José Lemos**
Vendo hoje os resultados desastrados dos estudantes brasileiros nos exames de Matemática e Ciências, principalmente (as agências internacionais não fazem exame de leitura e escrita em Português, porque ai o desastre se completaria), eu dou um mergulho na minha história que é muito parecida com a de todos os que estão na minha faixa etária e que estudaram no Liceu Maranhense.
Ter os filhos estudando naquele Templo era o “sonho de consumo” dos pais das crianças e adolescentes da minha época, porque havia a certeza da excelência. Ali estudavam jovens de todas as faixas de renda. Em geral, os que não conseguiam passar no rigoroso Exame de Admissão para o Liceu é que iam para as escolas particulares.

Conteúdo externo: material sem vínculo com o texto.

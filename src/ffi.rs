//! C ABI exported to the Dart side (`dart:ffi`) and to the platform glue.
//!
//! The activity handle crosses as an untyped pointer. Query results come back
//! as a heap-allocated [`CommandLineArguments`] the caller must release with
//! [`free_command_line_arguments`].

use std::ffi::{CString, c_char, c_void};
use std::ptr;

use log::{debug, warn};

use crate::constants::ERROR_NONE;
use crate::error::LaunchArgsError;
use crate::handle::ActivityHandle;
use crate::plugin::plugin;

/// Result of [`get_command_line_arguments`], laid out for C.
#[repr(C)]
#[derive(Debug)]
pub struct CommandLineArguments {
    /// `count` NUL-terminated strings, or null when `count` is 0.
    pub arguments: *mut *mut c_char,
    pub count: i32,
    /// 0 on success, negative on failure.
    pub error_code: i32,
    /// Null on success.
    pub error_message: *mut c_char,
}

/// Interior NULs would end the string early on the C side anyway.
fn to_c_string(s: &str) -> *mut c_char {
    let visible = s.split('\0').next().unwrap_or_default();
    CString::new(visible).unwrap_or_default().into_raw()
}

impl CommandLineArguments {
    pub fn from_result(result: Result<Vec<String>, LaunchArgsError>) -> Self {
        match result {
            Ok(mut args) => {
                if args.len() > i32::MAX as usize {
                    warn!("[FFI] Truncating {} launch arguments", args.len());
                    args.truncate(i32::MAX as usize);
                }
                let count = args.len() as i32;
                let arguments = if args.is_empty() {
                    ptr::null_mut()
                } else {
                    let raw: Box<[*mut c_char]> =
                        args.iter().map(|a| to_c_string(a)).collect();
                    Box::into_raw(raw).cast::<*mut c_char>()
                };
                Self {
                    arguments,
                    count,
                    error_code: ERROR_NONE,
                    error_message: ptr::null_mut(),
                }
            }
            Err(e) => Self {
                arguments: ptr::null_mut(),
                count: 0,
                error_code: e.code(),
                error_message: to_c_string(&e.to_string()),
            },
        }
    }
}

/// Stores the current activity. Null clears it.
#[unsafe(no_mangle)]
pub extern "C" fn launch_args_set_activity(activity: *mut c_void) {
    let lifecycle = plugin().lifecycle();
    match ActivityHandle::from_raw(activity) {
        Some(handle) => lifecycle.on_attached_to_activity(handle),
        None => lifecycle.on_detached_from_activity(),
    }
}

#[unsafe(no_mangle)]
pub extern "C" fn launch_args_clear_activity() {
    plugin().lifecycle().on_detached_from_activity();
}

#[unsafe(no_mangle)]
pub extern "C" fn launch_args_has_activity() -> bool {
    plugin().registry().is_attached()
}

/// Never returns null; failures are described by `error_code`/`error_message`.
#[unsafe(no_mangle)]
pub extern "C" fn get_command_line_arguments() -> *mut CommandLineArguments {
    let result = plugin().query().fetch();
    Box::into_raw(Box::new(CommandLineArguments::from_result(result)))
}

/// Releases a result from [`get_command_line_arguments`]. Null is ignored.
///
/// # Safety
/// `args` must be null or a pointer returned by [`get_command_line_arguments`]
/// that has not been freed yet.
#[unsafe(no_mangle)]
pub unsafe extern "C" fn free_command_line_arguments(args: *mut CommandLineArguments) {
    if args.is_null() {
        return;
    }
    let args = unsafe { Box::from_raw(args) };

    if !args.arguments.is_null() {
        let slice = ptr::slice_from_raw_parts_mut(args.arguments, args.count.max(0) as usize);
        let strings = unsafe { Box::from_raw(slice) };
        for &s in strings.iter() {
            if !s.is_null() {
                drop(unsafe { CString::from_raw(s) });
            }
        }
    }
    if !args.error_message.is_null() {
        drop(unsafe { CString::from_raw(args.error_message) });
    }
    debug!("[FFI] Released {} launch arguments", args.count);
}

#[cfg(test)]
mod tests {
    use super::*;
    use std::ffi::CStr;

    unsafe fn strings(args: &CommandLineArguments) -> Vec<String> {
        (0..args.count as usize)
            .map(|i| unsafe {
                CStr::from_ptr(*args.arguments.add(i))
                    .to_string_lossy()
                    .into_owned()
            })
            .collect()
    }

    #[test]
    fn success_layout() {
        let result = Ok(vec!["--a=1".to_string(), "--b".to_string()]);
        let args = Box::into_raw(Box::new(CommandLineArguments::from_result(result)));
        unsafe {
            assert_eq!((*args).error_code, 0);
            assert!((*args).error_message.is_null());
            assert_eq!(strings(&*args), vec!["--a=1", "--b"]);
            free_command_line_arguments(args);
        }
    }

    #[test]
    fn empty_success_has_no_array() {
        let args = CommandLineArguments::from_result(Ok(Vec::new()));
        assert_eq!(args.count, 0);
        assert!(args.arguments.is_null());
        assert_eq!(args.error_code, 0);
        unsafe { free_command_line_arguments(Box::into_raw(Box::new(args))) };
    }

    #[test]
    fn errors_carry_code_and_message() {
        let args = Box::into_raw(Box::new(CommandLineArguments::from_result(Err(
            LaunchArgsError::ContextUnavailable,
        ))));
        unsafe {
            assert_eq!((*args).error_code, -1);
            assert_eq!((*args).count, 0);
            assert!((*args).arguments.is_null());
            assert_eq!(
                CStr::from_ptr((*args).error_message).to_str().unwrap(),
                "Activity not available"
            );
            free_command_line_arguments(args);
        }
    }

    #[test]
    fn interior_nul_cuts_the_string() {
        let args = CommandLineArguments::from_result(Ok(vec!["--key=a\0b".to_string()]));
        unsafe {
            assert_eq!(strings(&args), vec!["--key=a"]);
            free_command_line_arguments(Box::into_raw(Box::new(args)));
        }
    }

    #[test]
    fn free_ignores_null() {
        unsafe { free_command_line_arguments(ptr::null_mut()) };
    }
}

Os meus Pais também tiveram esse “sonho de consumo” e conseguiram ver os dois filhos frequentarem aquele majestoso prédio cinza construído numa área que era estratégica, de um ponto de vista de Educação, na nossa São Luis. Naquela Catedral do Conhecimento eu fiquei por sete (7) anos da minha adolescência (4 de Ginásio e 3 de Cientifico). Ali vivenciei alguns dos melhores momentos daquela fase de minha vida.
Os professores eram acatados e respeitados. A sua autoridade em sala de aula não tinha qualquer questionamento. Todos os meus professores no Liceu me foram fundamentais. Mas havia alguns que marcaram mais, por causa das minhas preferências já definidas naquela época. Eu já gostava de estudar Matemática. No Liceu, eu tive bons professores dessa matéria. Havia dois a quem eu presto as minhas maiores reverencias: Ivaldes Fernandes e Sued. Mas eu não posso deixar de citar a Professora Maria de Jesus Carvalho, que lecionava Geografia, e o Professor Floriano, de História.

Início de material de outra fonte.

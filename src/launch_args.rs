//! Launch-argument query path.
//!
//! Reads the current activity from the registry and asks the installed
//! [`ArgumentSource`] for the extras the app was launched with. Extras become
//! `--key=value` (or `--key` when there is no value).

use std::sync::Arc;

use anyhow::Result;
use log::{error, info};

use crate::constants::{ARG_PREFIX, MAX_ARGUMENT_LEN};
use crate::error::LaunchArgsError;
use crate::handle::ActivityHandle;
use crate::registry::ActivityHandleRegistry;

/// A launch extra: key plus optional value.
pub type Extra = (String, Option<String>);

/// Platform glue that reads launch extras from a live activity.
pub trait ArgumentSource: Send + Sync {
    fn extras(&self, activity: ActivityHandle) -> Result<Vec<Extra>>;
}

impl<F> ArgumentSource for F
where
    F: Fn(ActivityHandle) -> Result<Vec<Extra>> + Send + Sync,
{
    fn extras(&self, activity: ActivityHandle) -> Result<Vec<Extra>> {
        self(activity)
    }
}

/// Source used until the platform installs one: the activity has no extras.
#[derive(Debug, Default, Clone, Copy)]
pub struct NoExtras;

impl ArgumentSource for NoExtras {
    fn extras(&self, _activity: ActivityHandle) -> Result<Vec<Extra>> {
        Ok(Vec::new())
    }
}

/// Formats one extra, capped at [`MAX_ARGUMENT_LEN`] bytes on a char boundary.
pub fn format_argument(key: &str, value: Option<&str>) -> String {
    let mut arg = match value {
        Some(value) => format!("{}{}={}", ARG_PREFIX, key, value),
        None => format!("{}{}", ARG_PREFIX, key),
    };
    if arg.len() > MAX_ARGUMENT_LEN {
        let mut cut = MAX_ARGUMENT_LEN;
        while !arg.is_char_boundary(cut) {
            cut -= 1;
        }
        arg.truncate(cut);
    }
    arg
}

/// One query against a registry and a source.
#[derive(Clone)]
pub struct LaunchArgumentsQuery {
    registry: Arc<ActivityHandleRegistry>,
    source: Arc<dyn ArgumentSource>,
}

impl LaunchArgumentsQuery {
    pub fn new(registry: Arc<ActivityHandleRegistry>, source: Arc<dyn ArgumentSource>) -> Self {
        Self { registry, source }
    }

    /// Returns the formatted launch arguments of the attached activity.
    ///
    /// Fails with [`LaunchArgsError::ContextUnavailable`] when no activity is
    /// attached; the handle is never touched in that case.
    pub fn fetch(&self) -> Result<Vec<String>, LaunchArgsError> {
        let Some(activity) = self.registry.get() else {
            error!("[LaunchArgs] Activity not available");
            return Err(LaunchArgsError::ContextUnavailable);
        };

        info!("[LaunchArgs] Retrieving launch arguments from {:?}", activity);
        let extras = self.source.extras(activity).map_err(|e| {
            error!("[LaunchArgs] Argument source failed: {:#}", e);
            LaunchArgsError::SourceFailed(format!("{:#}", e))
        })?;
        info!("[LaunchArgs] Found {} launch arguments", extras.len());

        Ok(extras
            .iter()
            .enumerate()
            .map(|(i, (key, value))| {
                let arg = format_argument(key, value.as_deref());
                info!("[LaunchArgs] Arg {}: {}", i, arg);
                arg
            })
            .collect())
    }
}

Comecei a gostar de estudar Inglês no Liceu. Foi a partir dali que eu busquei me aprimorar e tomar coragem para convencer os meus pais a sacrificarem parte do nosso raquítico orçamento para eu estudar no IBEU. As aulas de inglês no Liceu e no IBEU eu complementava ouvindo rádios como BBC de Londres, a americana Voz da América, e ouvindo cantores e bandas que fizeram a minha cabeça. Muito garoto, mas eu já sonhava ganhar o mundo. Ou ser ganho por ele. Sei lá!
No curso Pré-Vestibular, eu tive um Professor de Matemática que era médico, mas era “fera” na matéria: Professor Afonso do Amaral. Com ele, eu avancei muito no aprendizado de trigonometria e geometria analítica. O livro que usávamos como base era o do Jairo Bezerra. A minha Turma de Liceu era toda constituída de gente que tinha alguns gostos em comum. Gostar de estudar era uma das nossas convergências. Mas gostávamos de jogar as nossas “peladas” na quadra do Liceu, e de “aprontar” fora das limitações do nosso Templo que era sagrado. Nada de pichações.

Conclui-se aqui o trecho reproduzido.